Member of the Georgia State Senate from the 38th district
- In office January 1975 – January 11, 1993
- Preceded by: Leroy Johnson
- Succeeded by: Ralph David Abernathy III

Personal details
- Born: 1922 Elberton, Georgia, U.S.
- Died: November 28, 2002 (aged 79–80) Atlanta, Georgia, U.S.
- Resting place: Westview Cemetery
- Party: Democratic
- Children: 2, including Horacena
- Education: Fort Valley State College; University of Kentucky (PhD);
- Occupation: Educator; politician; activist;

= Horace Tate =

American politician

Horace Edward Tate (1922 – November 28, 2002) was an American educator, activist, scholar, and politician who spent most of his life and career working toward educational equity for Black Americans, particularly in the south. A Democrat, he served in the Georgia State Senate from 1975 to 1993.

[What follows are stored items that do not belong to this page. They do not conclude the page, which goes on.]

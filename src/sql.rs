use chrono::{DateTime, FixedOffset, TimeZone};
use tracing::debug;

use crate::{Date, Error, UnsupportedTypeError};

/// A single column value as handed over by, or to, a database driver.
#[derive(Debug, Clone, PartialEq)]
pub enum ColumnValue {
    Null,
    Integer(i64),
    Real(f64),
    Bool(bool),
    Text(String),
    Bytes(Vec<u8>),
    Timestamp(DateTime<FixedOffset>),
}

impl ColumnValue {
    /// Name of the Rust type carried by this variant, used in error messages
    pub const fn type_name(&self) -> &'static str {
        match self {
            Self::Null => "null",
            Self::Integer(_) => "i64",
            Self::Real(_) => "f64",
            Self::Bool(_) => "bool",
            Self::Text(_) => "String",
            Self::Bytes(_) => "Vec<u8>",
            Self::Timestamp(_) => "DateTime<FixedOffset>",
        }
    }
}

impl From<String> for ColumnValue {
    fn from(value: String) -> Self {
        Self::Text(value)
    }
}

impl From<&str> for ColumnValue {
    fn from(value: &str) -> Self {
        Self::Text(value.to_owned())
    }
}

impl From<Vec<u8>> for ColumnValue {
    fn from(value: Vec<u8>) -> Self {
        Self::Bytes(value)
    }
}

impl From<i64> for ColumnValue {
    fn from(value: i64) -> Self {
        Self::Integer(value)
    }
}

impl From<f64> for ColumnValue {
    fn from(value: f64) -> Self {
        Self::Real(value)
    }
}

impl From<bool> for ColumnValue {
    fn from(value: bool) -> Self {
        Self::Bool(value)
    }
}

impl<Tz: TimeZone> From<DateTime<Tz>> for ColumnValue {
    fn from(value: DateTime<Tz>) -> Self {
        Self::Timestamp(value.fixed_offset())
    }
}

impl From<Date> for ColumnValue {
    fn from(date: Date) -> Self {
        date.value()
    }
}

impl Date {
    /// Overwrites `self` from a column value returned by a driver.
    ///
    /// Timestamps are projected onto their calendar day in their own offset.
    /// Text and bytes go through the same layouts as [`Date::unmarshal_text`].
    /// On error `self` is left unchanged.
    ///
    /// # Errors
    /// Returns `Error::Format` if text matches no known layout, and
    /// `Error::UnsupportedType` for any other kind of value.
    pub fn scan(&mut self, value: &ColumnValue) -> Result<(), Error> {
        match value {
            ColumnValue::Timestamp(ts) => {
                *self = Self::of(ts);
                Ok(())
            }
            ColumnValue::Bytes(bytes) => Ok(self.unmarshal_text(bytes)?),
            ColumnValue::Text(text) => Ok(self.unmarshal_text(text.as_bytes())?),
            other => {
                let type_name = other.type_name();
                debug!(type_name, "cannot scan column value into a date");
                Err(UnsupportedTypeError { type_name }.into())
            }
        }
    }

    /// Column value to bind for this date, always its canonical text form
    pub fn value(&self) -> ColumnValue {
        ColumnValue::Text(self.to_string())
    }
}

impl TryFrom<ColumnValue> for Date {
    type Error = Error;

    fn try_from(value: ColumnValue) -> Result<Self, Self::Error> {
        let mut date = Self::default();
        date.scan(&value)?;
        Ok(date)
    }
}

#[cfg(feature = "rusqlite")]
mod sqlite {
    use rusqlite::types::{FromSql, FromSqlError, FromSqlResult, ToSql, ToSqlOutput, ValueRef};

    use super::ColumnValue;
    use crate::{Date, Error};

    impl From<ValueRef<'_>> for ColumnValue {
        fn from(value: ValueRef<'_>) -> Self {
            match value {
                ValueRef::Null => Self::Null,
                ValueRef::Integer(i) => Self::Integer(i),
                ValueRef::Real(f) => Self::Real(f),
                ValueRef::Text(t) => Self::Bytes(t.to_vec()),
                ValueRef::Blob(b) => Self::Bytes(b.to_vec()),
            }
        }
    }

    impl FromSql for Date {
        fn column_result(value: ValueRef<'_>) -> FromSqlResult<Self> {
            Self::try_from(ColumnValue::from(value)).map_err(|err| match err {
                Error::UnsupportedType(_) => FromSqlError::InvalidType,
                other => FromSqlError::Other(Box::new(other)),
            })
        }
    }

    impl ToSql for Date {
        fn to_sql(&self) -> rusqlite::Result<ToSqlOutput<'_>> {
            Ok(ToSqlOutput::from(self.to_string()))
        }
    }
}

==Early life and education==
Born in 1922, Tate learned the value of education early on from his mother, not just as a means of personal growth, but as a way to combat oppression. He quoted her as saying "If you become a man of thought and learning, may you never fail with your right hand to tear down what your left hand has built up through years of thought and study if you see it not to be founded on that which is [true]." Tate would go on to attend Fort Valley State University, graduating at the age of 20, with a degree in education. Later, he would become the first African-American to earn a PhD from the University of Kentucky.

==Career==

=== Educational career ===
Tate's career started soon after he received his undergraduate degree, as principal of two schools in Georgia, the first in Union Point, the second in Greensboro. He was the first African-American to run for mayor of Atlanta, Georgia, though unsuccessfully. He served as the chief executive of the Georgia Teachers and Education Association, soon after it became integrated. Then he became the first executive director of the Georgia Association of Educators, and a leader in the teachers' union. Much of his work involved uniting the efforts of both black and white teachers toward providing equal resources to all children in the state.

=== Political career ===
In 1969, Tate ran for mayor of Atlanta, but did not advance to the runoff. In 1974, Tate was elected to serve in the Georgia State Senate, district 38, a position he held for 16 years. His focus in the legislature, as it had been his whole career, was to promote educational equity and protect voting rights.

==Legacy==
Something of an unsung hero in the story of U.S. Civil Rights, much of what Tate accomplished has been documented by education scholar Vanessa Siddle Walker, in whom Tate confided toward the end of his life. He is also the father of two children: retired college professor Veloisa Tate and Georgia state senator Horacena Tate, who later held his former seat, representing the 38th District in Fulton County, Georgia. He has one grandchild, Merisa T. Marsh who followed in his footsteps as an educator and serves as a principal in New Orleans and one grandchild Kennedy Marsh.